//! Message header set.

use crate::error::{Error, Result};
use crate::types::Address;

/// Name of the sender header.
pub const FROM: &str = "From:";
/// Name of the recipient header.
pub const TO: &str = "To:";
/// Name of the subject header.
pub const SUBJECT: &str = "Subject:";
/// Name of the date header.
pub const DATE: &str = "Date:";

/// Separator between addresses inside the `To:` value.
pub const RECIPIENT_SEPARATOR: char = ';';

/// Ordered header set with unique names.
///
/// Names are stored as given, colon included (`From:`), and rendered as
/// `<name> <value>` in insertion order.
#[derive(Debug, Clone, Default, PartialEq, Eq)]
pub struct HeaderSet {
    entries: Vec<(String, String)>,
}

impl HeaderSet {
    /// Creates an empty header set.
    #[must_use]
    pub const fn new() -> Self {
        Self {
            entries: Vec::new(),
        }
    }

    /// Sets a header.
    ///
    /// An existing header with the same name keeps its position and gets the
    /// new value.
    pub fn insert(&mut self, name: impl Into<String>, value: impl Into<String>) {
        let name = name.into();
        let value = value.into();
        match self.entries.iter_mut().find(|(n, _)| *n == name) {
            Some(entry) => entry.1 = value,
            None => self.entries.push((name, value)),
        }
    }

    /// Builder form of [`HeaderSet::insert`].
    #[must_use]
    pub fn with(mut self, name: impl Into<String>, value: impl Into<String>) -> Self {
        self.insert(name, value);
        self
    }

    /// Returns the value of a header.
    #[must_use]
    pub fn get(&self, name: &str) -> Option<&str> {
        self.entries
            .iter()
            .find(|(n, _)| n == name)
            .map(|(_, v)| v.as_str())
    }

    /// Iterates over `(name, value)` pairs in insertion order.
    pub fn iter(&self) -> impl Iterator<Item = (&str, &str)> {
        self.entries.iter().map(|(n, v)| (n.as_str(), v.as_str()))
    }

    /// Returns the number of headers.
    #[must_use]
    pub fn len(&self) -> usize {
        self.entries.len()
    }

    /// Returns true if no header is set.
    #[must_use]
    pub fn is_empty(&self) -> bool {
        self.entries.is_empty()
    }

    /// Returns the envelope sender taken from `From:`.
    ///
    /// # Errors
    ///
    /// Returns an error if `From:` is missing or not a valid address.
    pub fn sender(&self) -> Result<Address> {
        let from = self.get(FROM).ok_or(Error::MissingHeader(FROM))?;
        Address::new(from.trim())
    }

    /// Returns the envelope recipients taken from `To:`, in input order.
    ///
    /// # Errors
    ///
    /// Returns an error if `To:` is missing, yields no address, or an
    /// address contains a line break.
    pub fn recipients(&self) -> Result<Vec<String>> {
        let to = self.get(TO).ok_or(Error::MissingHeader(TO))?;
        let recipients = split_recipients(to);
        if recipients.is_empty() {
            return Err(Error::NoRecipients);
        }
        if let Some(bad) = recipients.iter().find(|r| has_line_break(r)) {
            return Err(Error::InvalidAddress(format!(
                "{}: contains a line break",
                bad.escape_debug()
            )));
        }
        Ok(recipients)
    }

    /// Checks that no header value contains CR or LF.
    ///
    /// # Errors
    ///
    /// Returns [`Error::InvalidHeader`] naming the first offending header.
    pub fn check_line_breaks(&self) -> Result<()> {
        match self.entries.iter().find(|(_, v)| has_line_break(v)) {
            Some((name, _)) => Err(Error::InvalidHeader(name.clone())),
            None => Ok(()),
        }
    }

    /// Renders the headers as `<name> <value>` lines joined by CRLF.
    ///
    /// No trailing CRLF is appended.
    #[must_use]
    pub fn render(&self) -> String {
        self.entries
            .iter()
            .map(|(name, value)| format!("{name} {value}"))
            .collect::<Vec<_>>()
            .join("\r\n")
    }
}

impl<K, V> FromIterator<(K, V)> for HeaderSet
where
    K: Into<String>,
    V: Into<String>,
{
    fn from_iter<I: IntoIterator<Item = (K, V)>>(iter: I) -> Self {
        let mut headers = Self::new();
        for (name, value) in iter {
            headers.insert(name, value);
        }
        headers
    }
}

/// Splits a `To:` value into addresses.
///
/// Entries are kept as given, surrounding spaces and inner empty entries
/// included. Only trailing empty entries are dropped.
#[must_use]
pub fn split_recipients(value: &str) -> Vec<String> {
    let mut recipients: Vec<String> = value
        .split(RECIPIENT_SEPARATOR)
        .map(ToString::to_string)
        .collect();
    while recipients.last().is_some_and(String::is_empty) {
        recipients.pop();
    }
    recipients
}

fn has_line_break(value: &str) -> bool {
    value.contains(['\r', '\n'])
}

#[cfg(test)]
#[allow(clippy::unwrap_used)]
mod tests {
    use super::*;
    use proptest::prelude::*;

    #[test]
    fn insert_keeps_order_and_replaces() {
        let mut headers = HeaderSet::new();
        headers.insert(FROM, "a@x.com");
        headers.insert(TO, "b@y.com");
        headers.insert(FROM, "c@z.com");

        let names: Vec<_> = headers.iter().map(|(n, _)| n).collect();
        assert_eq!(names, vec![FROM, TO]);
        assert_eq!(headers.get(FROM), Some("c@z.com"));
        assert_eq!(headers.len(), 2);
    }

    #[test]
    fn render_joins_with_crlf() {
        let headers = HeaderSet::new()
            .with(FROM, "a@x.com")
            .with(TO, "b@y.com")
            .with(SUBJECT, "Hello");
        assert_eq!(
            headers.render(),
            "From: a@x.com\r\nTo: b@y.com\r\nSubject: Hello"
        );
    }

    #[test]
    fn render_empty() {
        assert_eq!(HeaderSet::new().render(), "");
    }

    #[test]
    fn sender_and_recipients() {
        let headers: HeaderSet = [(FROM, "a@x.com"), (TO, "b@y.com;c@z.com")]
            .into_iter()
            .collect();
        assert_eq!(headers.sender().unwrap().domain(), "x.com");
        assert_eq!(headers.recipients().unwrap(), vec!["b@y.com", "c@z.com"]);
    }

    #[test]
    fn missing_headers() {
        let headers = HeaderSet::new().with(TO, "b@y.com");
        assert!(matches!(headers.sender(), Err(Error::MissingHeader(FROM))));

        let headers = HeaderSet::new().with(FROM, "a@x.com");
        assert!(matches!(headers.recipients(), Err(Error::MissingHeader(TO))));
    }

    #[test]
    fn blank_to_has_no_recipients() {
        for to in ["", ";", ";;"] {
            let headers = HeaderSet::new().with(TO, to);
            assert!(matches!(headers.recipients(), Err(Error::NoRecipients)));
        }
    }

    #[test]
    fn recipient_with_line_break_is_refused() {
        let headers = HeaderSet::new().with(TO, "b@y.com>\r\nRSET");
        assert!(matches!(headers.recipients(), Err(Error::InvalidAddress(_))));
    }

    #[test]
    fn header_value_with_line_break_is_refused() {
        let headers = HeaderSet::new()
            .with(FROM, "a@x.com")
            .with(SUBJECT, "Hi\r\nBcc: c@z.com");
        assert!(matches!(
            headers.check_line_breaks(),
            Err(Error::InvalidHeader(ref name)) if name == SUBJECT
        ));
        assert!(HeaderSet::new().with(FROM, "a@x.com").check_line_breaks().is_ok());
    }

    #[test]
    fn sender_without_domain() {
        let headers = HeaderSet::new().with(FROM, "nobody");
        assert!(matches!(headers.sender(), Err(Error::InvalidAddress(_))));
    }

    #[test]
    fn split_keeps_entries_as_given() {
        assert_eq!(
            split_recipients("b@y.com;; c@z.com"),
            vec!["b@y.com", "", " c@z.com"]
        );
    }

    #[test]
    fn split_drops_trailing_empty_entries() {
        assert_eq!(split_recipients("b@y.com;c@z.com;;"), vec!["b@y.com", "c@z.com"]);
        assert_eq!(split_recipients(" ; ;"), vec![" ", " "]);
    }

    proptest! {
        #[test]
        fn split_preserves_order(addrs in prop::collection::vec("[a-z]{1,8}@[a-z]{1,8}\\.com", 1..8)) {
            let joined = addrs.join(";");
            prop_assert_eq!(split_recipients(&joined), addrs);
        }
    }
}
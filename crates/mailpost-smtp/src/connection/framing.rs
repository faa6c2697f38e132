//! Reply framing strategies.
//!
//! A framing strategy decides which transport lines belong to one reply.
//! The stream feeds it lines one at a time and stops reading as soon as the
//! strategy reports the reply complete (or the peer closes the stream).

/// Rule deciding where a reply ends.
#[derive(Debug, Clone, Copy, PartialEq, Eq, Default)]
pub enum Framing {
    /// RFC 5321 multi-line replies: `250-...` lines continue the reply and
    /// the first line without a dash after the code ends it. Empty lines
    /// are ignored.
    #[default]
    MultiLine,
    /// Every non-empty line belongs to the reply until an empty line is
    /// read.
    ///
    /// Servers that never send an empty line after a reply will leave the
    /// reader waiting until the I/O timeout fires.
    BlankLine,
}

impl Framing {
    /// Feeds one transport line (terminator already stripped).
    ///
    /// Lines that belong to the reply are appended to `lines`. Returns true
    /// once the reply is complete.
    pub fn push(self, lines: &mut Vec<String>, line: String) -> bool {
        match self {
            Self::BlankLine => {
                if line.is_empty() {
                    return true;
                }
                lines.push(line);
                false
            }
            Self::MultiLine => {
                if line.is_empty() {
                    return false;
                }
                let last = !is_continuation_line(&line);
                lines.push(line);
                last
            }
        }
    }
}

/// Checks if a line announces more lines of the same reply (`250-...`).
#[must_use]
pub fn is_continuation_line(line: &str) -> bool {
    let bytes = line.as_bytes();
    bytes.len() >= 4 && bytes[..3].iter().all(u8::is_ascii_digit) && bytes[3] == b'-'
}
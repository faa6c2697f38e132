//! One-shot SMTP session driving the submission dialogue.

use std::fmt;

use tokio::io::{AsyncRead, AsyncWrite};
use tokio::net::TcpStream;
use tracing::{debug, info, trace, warn};

use super::{Config, SmtpStream, Validation, connect};
use crate::command::Command;
use crate::error::{Error, Result};
use crate::message::{build_payload, extract_terminator};
use crate::types::{Address, HeaderSet, Reply, ReplyCode};

/// Result of a successful submission.
#[derive(Debug, Clone, PartialEq, Eq)]
pub enum Outcome {
    /// Every recipient was accepted.
    Delivered,
    /// The message went out, but some recipients were refused with 550.
    PartiallyDelivered {
        /// Refused addresses, in input order.
        rejected: Vec<String>,
    },
}

impl Outcome {
    fn from_rejected(rejected: Vec<String>) -> Self {
        if rejected.is_empty() {
            Self::Delivered
        } else {
            Self::PartiallyDelivered { rejected }
        }
    }

    /// Returns the refused recipients (empty when all were accepted).
    #[must_use]
    pub fn rejected(&self) -> &[String] {
        match self {
            Self::Delivered => &[],
            Self::PartiallyDelivered { rejected } => rejected,
        }
    }
}

impl fmt::Display for Outcome {
    fn fmt(&self, f: &mut fmt::Formatter<'_>) -> fmt::Result {
        match self {
            Self::Delivered => {
                f.write_str("The email was successfully sent to all recipient(s).")
            }
            Self::PartiallyDelivered { rejected } => write!(
                f,
                "The email was successfully sent. However, {} recipient(s) was(ere) invalid ({})",
                rejected.len(),
                rejected.join(" ; ")
            ),
        }
    }
}

/// Sender and recipients derived from the header set.
#[derive(Debug)]
struct Envelope {
    from: Address,
    recipients: Vec<String>,
}

impl Envelope {
    fn from_headers(headers: &HeaderSet) -> Result<Self> {
        let envelope = Self {
            from: headers.sender()?,
            recipients: headers.recipients()?,
        };
        headers.check_line_breaks()?;
        Ok(envelope)
    }
}

/// SMTP session owning one connection for one message.
///
/// [`Session::send_email`] consumes the session; the connection is closed
/// when it returns, whatever the outcome.
#[derive(Debug)]
pub struct Session<S> {
    stream: SmtpStream<S>,
    validation: Validation,
}

impl Session<TcpStream> {
    /// Opens a TCP connection to the configured server.
    ///
    /// # Errors
    ///
    /// Returns an error if the connection cannot be established in time.
    pub async fn connect(config: &Config) -> Result<Self> {
        debug!(server = %config.target(), "connecting");
        let stream = connect(config).await?;
        Ok(Self::new(stream, config.validation))
    }
}

impl<S> Session<S>
where
    S: AsyncRead + AsyncWrite + Unpin,
{
    /// Creates a session over an already wrapped stream.
    pub const fn new(stream: SmtpStream<S>, validation: Validation) -> Self {
        Self { stream, validation }
    }

    /// Creates a session over a raw stream, using the framing, timeout and
    /// validation settings of `config`.
    pub fn from_stream(stream: S, config: &Config) -> Self {
        let stream = SmtpStream::new(stream, config.framing).with_io_timeout(config.io_timeout);
        Self::new(stream, config.validation)
    }

    /// Submits one message.
    ///
    /// Runs greeting, EHLO, MAIL FROM, one RCPT TO per `To:` address, DATA,
    /// the message and QUIT. If every recipient is refused the transaction
    /// is reset and the session quits before reporting the failure.
    ///
    /// # Errors
    ///
    /// Returns an error if the headers lack a sender or recipients or carry a
    /// line break in a value, on any transport failure, on a greeting other than 220, when all recipients
    /// are refused, or when the DATA reply announces no terminator.
    pub async fn send_email(self, headers: &HeaderSet, body: &str) -> Result<Outcome> {
        let envelope = Envelope::from_headers(headers)?;
        self.deliver(envelope, headers, body).await
    }

    async fn deliver(
        mut self,
        envelope: Envelope,
        headers: &HeaderSet,
        body: &str,
    ) -> Result<Outcome> {
        self.greet().await?;
        self.ehlo(&envelope.from).await?;
        self.mail_from(envelope.from).await?;

        let rejected = self.rcpt_to_all(&envelope.recipients).await?;
        if rejected.len() == envelope.recipients.len() {
            return self.abort(rejected).await;
        }

        let terminator = self.data().await?;
        self.transmit(headers, body, &terminator).await?;
        self.finish(rejected).await
    }

    async fn greet(&mut self) -> Result<()> {
        let greeting = self.stream.read_reply().await?;
        debug!(reply = %greeting, "greeting");
        if !greeting.has_code(ReplyCode::SERVICE_READY) {
            return Err(Error::UnexpectedGreeting(greeting.text()));
        }
        Ok(())
    }

    async fn ehlo(&mut self, from: &Address) -> Result<()> {
        let cmd = Command::Ehlo {
            domain: from.domain().to_string(),
        };
        let reply = self.exchange(&cmd).await?;
        self.check(&cmd, &reply)
    }

    async fn mail_from(&mut self, from: Address) -> Result<()> {
        let cmd = Command::MailFrom { from };
        let reply = self.exchange(&cmd).await?;
        self.check(&cmd, &reply)
    }

    /// Declares every recipient and returns the refused ones, in order.
    async fn rcpt_to_all(&mut self, recipients: &[String]) -> Result<Vec<String>> {
        let mut rejected = Vec::new();
        for to in recipients {
            let cmd = Command::RcptTo { to: to.clone() };
            let reply = self.exchange(&cmd).await?;

            let refused = match self.validation {
                Validation::Lenient => reply.has_code(ReplyCode::MAILBOX_UNAVAILABLE),
                Validation::Strict => !reply.is_success(),
            };
            if refused {
                warn!(recipient = %to, reply = %reply, "recipient refused");
                rejected.push(to.clone());
            }
        }
        Ok(rejected)
    }

    /// Sends DATA and returns the terminator the server announced.
    async fn data(&mut self) -> Result<String> {
        let reply = self.exchange(&Command::Data).await?;
        extract_terminator(&reply).ok_or_else(|| Error::TerminatorNotFound(reply.text()))
    }

    async fn transmit(
        &mut self,
        headers: &HeaderSet,
        body: &str,
        terminator: &str,
    ) -> Result<()> {
        let cmd = Command::Payload(build_payload(headers, body, terminator));
        let ack = self.exchange(&cmd).await?;
        self.check(&cmd, &ack)
    }

    /// Normal exit: QUIT, close, report.
    async fn finish(mut self, rejected: Vec<String>) -> Result<Outcome> {
        let reply = self.exchange(&Command::Quit).await?;
        self.check(&Command::Quit, &reply)?;
        self.close().await;

        let outcome = Outcome::from_rejected(rejected);
        info!(rejected = outcome.rejected().len(), "message submitted");
        Ok(outcome)
    }

    /// Abort exit: RSET, QUIT, close, then fail with the refused list.
    async fn abort(mut self, rejected: Vec<String>) -> Result<Outcome> {
        self.exchange(&Command::Rset).await?;
        self.exchange(&Command::Quit).await?;
        self.close().await;
        Err(Error::AllRecipientsRejected(rejected))
    }

    async fn close(&mut self) {
        if let Err(e) = self.stream.shutdown().await {
            debug!(error = %e, "shutdown after QUIT failed");
        }
    }

    /// Writes one command and reads its reply.
    async fn exchange(&mut self, cmd: &Command) -> Result<Reply> {
        if let Command::Payload(payload) = cmd {
            debug!(bytes = payload.len(), "C: message data");
            trace!(%payload, "C:");
        } else {
            debug!(command = %cmd, "C:");
        }
        self.stream.write_command(&cmd.to_string()).await?;

        let reply = self.stream.read_reply().await?;
        debug!(reply = %reply, "S:");
        Ok(reply)
    }

    /// Applies the validation policy to a step's reply.
    fn check(&self, cmd: &Command, reply: &Reply) -> Result<()> {
        match self.validation {
            Validation::Lenient => Ok(()),
            Validation::Strict if reply.is_success() => Ok(()),
            Validation::Strict => Err(Error::rejected(cmd.verb(), reply.text())),
        }
    }
}

/// Connects to the configured server and submits one message.
///
/// Header problems are reported before any connection is opened.
///
/// # Errors
///
/// See [`Session::send_email`]; connection failures are reported as
/// transport errors.
pub async fn send_email(config: &Config, headers: &HeaderSet, body: &str) -> Result<Outcome> {
    let envelope = Envelope::from_headers(headers)?;
    let session = Session::connect(config).await?;
    session.deliver(envelope, headers, body).await
}
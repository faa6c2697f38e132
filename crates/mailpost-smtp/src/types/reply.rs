//! SMTP reply types.

/// One collected server reply.
///
/// A reply is assembled from one or more transport lines (terminators
/// stripped). Its text is the lines concatenated without a separator.
#[derive(Debug, Clone, Default, PartialEq, Eq)]
pub struct Reply {
    lines: Vec<String>,
}

impl Reply {
    /// Creates a reply from its transport lines.
    #[must_use]
    #[allow(clippy::missing_const_for_fn)] // Vec is not const-compatible
    pub fn new(lines: Vec<String>) -> Self {
        Self { lines }
    }

    /// Returns the full reply text.
    #[must_use]
    pub fn text(&self) -> String {
        self.lines.concat()
    }

    /// Returns the status code, if the reply starts with three digits.
    #[must_use]
    pub fn code(&self) -> Option<ReplyCode> {
        let first = self.lines.first()?;
        let digits = first.get(..3)?;
        if !digits.bytes().all(|b| b.is_ascii_digit()) {
            return None;
        }
        digits.parse().ok().map(ReplyCode::new)
    }

    /// Returns true if the reply starts with the given status code.
    #[must_use]
    pub fn has_code(&self, code: ReplyCode) -> bool {
        self.code() == Some(code)
    }

    /// Returns true if this is a success reply (2xx).
    #[must_use]
    pub fn is_success(&self) -> bool {
        self.code().is_some_and(ReplyCode::is_success)
    }
}

impl std::fmt::Display for Reply {
    fn fmt(&self, f: &mut std::fmt::Formatter<'_>) -> std::fmt::Result {
        for line in &self.lines {
            f.write_str(line)?;
        }
        Ok(())
    }
}

/// SMTP reply code.
#[derive(Debug, Clone, Copy, PartialEq, Eq, PartialOrd, Ord, Hash)]
pub struct ReplyCode(u16);

impl ReplyCode {
    /// Creates a new reply code.
    #[must_use]
    pub const fn new(code: u16) -> Self {
        Self(code)
    }

    /// Returns true if this is a success code (2xx).
    #[must_use]
    pub const fn is_success(self) -> bool {
        self.0 >= 200 && self.0 < 300
    }
}

impl std::fmt::Display for ReplyCode {
    fn fmt(&self, f: &mut std::fmt::Formatter<'_>) -> std::fmt::Result {
        write!(f, "{}", self.0)
    }
}

// Codes the dialogue looks at
impl ReplyCode {
    /// 220 Service ready
    pub const SERVICE_READY: Self = Self(220);
    /// 550 Mailbox unavailable (not found, access denied)
    pub const MAILBOX_UNAVAILABLE: Self = Self(550);
}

——————————

• _Directions_
Reproduce the entries exactly, starting at their first line and stopping after the line with "let value = value.into();".

• _Reply to the exercise_
//! Message header set.

use crate::error::{Error, Result};
use crate::types::Address;

/// Name of the sender header.
pub const FROM: &str = "From:";
/// Name of the recipient header.
pub const TO: &str = "To:";
/// Name of the subject header.
pub const SUBJECT: &str = "Subject:";
/// Name of the date header.
pub const DATE: &str = "Date:";

/// Separator between addresses inside the `To:` value.
pub const RECIPIENT_SEPARATOR: char = ';';

/// Ordered header set with unique names.
///
/// Names are stored as given, colon included (`From:`), and rendered as
/// `<name> <value>` in insertion order.
#[derive(Debug, Clone, Default, PartialEq, Eq)]
pub struct HeaderSet {
    entries: Vec<(String, String)>,
}

impl HeaderSet {
    /// Creates an empty header set.
    #[must_use]
    pub const fn new() -> Self {
        Self {
            entries: Vec::new(),
        }
    }

    /// Sets a header.
    ///
    /// An existing header with the same name keeps its position and gets the
    /// new value.
    pub fn insert(&mut self, name: impl Into<String>, value: impl Into<String>) {
        let name = name.into();
        let value = value.into();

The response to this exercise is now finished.